Methanol synthesis reactor (2), which is equipped with a catalyst for direct conversion of carbon monoxide with hydrogen and / or of

Carbon dioxide is formed with hydrogen to methanol as the main product is supplied, and that the methanol synthesis reactor (2) taken component mixture at least partially unseparated the

Ethanoldirektsynthesereaktor (3) is supplied.

The method (100) of claim 1, wherein one of

Ethanoldirektsynthesereaktor (3) removed component mixture separated methanol and fed back to the ethanol direct synthesis reactor (3).

Process (100) according to claim 2, in which one or more by-products of the methanol and / or the ethanol direct synthesis and / or one or more unreacted components of the synthesis gas are separated from the component mixture from the ethanol direct synthesis reactor (3).

Process (100) according to claim 3, wherein the or at least one of the by-products of the methanol and / or the ethanol direct synthesis and / or the or at least one of the unreacted components of the synthesis gas are at least partly recycled to the process (100).

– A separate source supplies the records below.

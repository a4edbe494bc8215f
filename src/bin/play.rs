use std::io::{self, BufRead, Write};

use anyhow::{Context, Result};
use clap::Parser;
use log::{info, LevelFilter};
use simple_logger::SimpleLogger;

use connect4_minimax::ai::minimax::{MinimaxBot, MAX_DEPTH};
use connect4_minimax::ai::Bot;
use connect4_minimax::board::{Board, Outcome, Side};
use connect4_minimax::game::{drop_piece, initialise_board};
use connect4_minimax::wdl::{OutcomeWDL, POV};

/// Play connect four against the computer in the terminal.
#[derive(Debug, Parser)]
#[command(version, about)]
struct Args {
    /// Let the computer make the first move of the first game.
    #[arg(long)]
    computer_first: bool,

    /// How many plies the computer searches ahead.
    #[arg(long, default_value_t = MAX_DEPTH)]
    depth: u32,

    /// Log more, repeat for even more output.
    #[arg(short, long, action = clap::ArgAction::Count)]
    verbose: u8,
}

fn main() -> Result<()> {
    let args = Args::parse();

    let level = match args.verbose {
        0 => LevelFilter::Warn,
        1 => LevelFilter::Info,
        2 => LevelFilter::Debug,
        _ => LevelFilter::Trace,
    };
    SimpleLogger::new()
        .with_level(level)
        .init()
        .context("failed to set up logging")?;

    let stdin = io::stdin();
    let mut lines = stdin.lock().lines();
    let mut bot = MinimaxBot::new(args.depth);
    let mut human_first = !args.computer_first;

    loop {
        info!("Starting new game, human first: {}", human_first);

        let outcome = match play_game(&mut lines, &mut bot, human_first)? {
            Some(outcome) => outcome,
            None => return Ok(()),
        };

        let message = match outcome.pov(Side::Human) {
            OutcomeWDL::Win => "You win!",
            OutcomeWDL::Draw => "Draw!",
            OutcomeWDL::Loss => "Computer wins!",
        };
        println!("{}", message);

        print!("Play again? [y/N] ");
        io::stdout().flush()?;
        let again = match lines.next() {
            Some(line) => line?.trim().eq_ignore_ascii_case("y"),
            None => false,
        };
        if !again {
            return Ok(());
        }

        // the other side gets to start the next game
        human_first = !human_first;
    }
}

/// Play a single game, returns `None` if the input was closed before the game finished.
fn play_game(
    lines: &mut impl Iterator<Item = io::Result<String>>,
    bot: &mut MinimaxBot,
    human_first: bool,
) -> Result<Option<Outcome>> {
    let mut board = initialise_board();
    let mut side = if human_first { Side::Human } else { Side::Computer };

    loop {
        println!("{}", board);

        let column = match side {
            Side::Human => match read_column(lines, &board)? {
                Some(column) => column,
                None => return Ok(None),
            },
            Side::Computer => {
                let column = bot.select_move(&board)?;
                println!("Computer plays column {}", column);
                column
            }
        };

        let (next, outcome) = drop_piece(&board, column, side)?;
        board = next;

        if let Some(outcome) = outcome {
            println!("{}", board);
            return Ok(Some(outcome));
        }
        side = side.other();
    }
}

/// Ask for a column until an open one is entered, returns `None` if the input was closed.
fn read_column(lines: &mut impl Iterator<Item = io::Result<String>>, board: &Board) -> Result<Option<usize>> {
    loop {
        print!("Your move [0-{}]: ", Board::WIDTH - 1);
        io::stdout().flush()?;

        let line = match lines.next() {
            Some(line) => line?,
            None => return Ok(None),
        };

        match line.trim().parse::<usize>() {
            Ok(column) if column < Board::WIDTH && !board.is_column_full(column) => return Ok(Some(column)),
            Ok(column) if column < Board::WIDTH => println!("Column {} is full", column),
            _ => println!("Expected a column between 0 and {}", Board::WIDTH - 1),
        }
    }
}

Method (100) according to one of the preceding claims, in which the

Synthesis gas using steam reforming, in particular with carbon dioxide import into or downstream of the reforming reactor,

Dry reforming, autothermal reforming and / or partial oxidation is provided.

6. The method (100) of claim 5, wherein the provision of the synthesis gas comprises the treatment and / or conditioning of the synthesis gas and / or an insert used to provide the synthesis gas. 7. The method (100) according to claim 6, wherein the preparation and / or

 Conditioning includes desulfurization, densification, heat integration, condensation of process water and / or carbon dioxide capture.

8. The method (100) according to one of the preceding, wherein the the

 Methanol synthesis reactor (2) supplied synthesis gas and a the

 Ethanoldirektsynthesereaktor (3) supplied gas mixture has a stoichiometric number of two or more.

9. The method according to any one of the preceding claims, wherein the

 Ethanoldirektsynthesereaktor (3) for the catalytic ethanol direct synthesis under

Use of a rhodium, manganese, ruthenium, iron or a combination of said and optionally one or more other materials

 having arranged catalyst. 10. plant (100) for the production of ethanol from synthesis gas, with a

 Ethanol direct synthesis reactor (3) equipped with a catalyst suitable for the direct conversion of carbon monoxide with hydrogen and / or from

 Carbon dioxide is formed with hydrogen to ethanol as the main product, characterized by a methanol synthesis reactor (2), which is equipped with a catalyst for reacting carbon monoxide with

 Hydrogen and / or from carbon dioxide with hydrogen to methanol as

 Main product is formed by means which are adapted to first supply the synthesis gas to the methanol synthesis reactor (2) and to supply a component mixture taken from the methanol synthesis reactor (2) at least partly unchanged to the ethanol direct synthesis reactor (3).

1 1 system according to claim 10, which is adapted to carry out a method according to any one of claims 1 to 9.